* _What needs to be done_: Set every record down again, exactly and completely.

---*---

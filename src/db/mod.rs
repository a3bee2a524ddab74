//! Database module: models and schema for persistent storage.
//!
//! Layout:
//! - `models.rs`: Rust structs mirroring DB rows and conversions
//! - `schema.rs`: SQL DDL for initializing the database (SQLite-first)
//! - `sqlite.rs`: itinerary CRUD over a sqlx pool

pub mod models;
pub mod schema;
pub mod sqlite;

pub use models::{Itinerary, NewItinerary};
pub use schema::SQLITE_INIT;
pub use sqlite::{ItineraryStorage, SqlitePool};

---*---

* _Solved exercise_:
filename src/db/mod.rs
repository a3bee2a524ddab74
//! Database module: models and schema for persistent storage.
//!
//! Layout:
//! - `models.rs`: Rust structs mirroring DB rows and conversions
//! - `schema.rs`: SQL DDL for initializing the database (SQLite-first)
//! - `sqlite.rs`: itinerary CRUD over a sqlx pool

pub mod models;
pub mod schema;
pub mod sqlite;

pub use models::{Itinerary, NewItinerary};
pub use schema::SQLITE_INIT;
pub use sqlite::{ItineraryStorage, SqlitePool};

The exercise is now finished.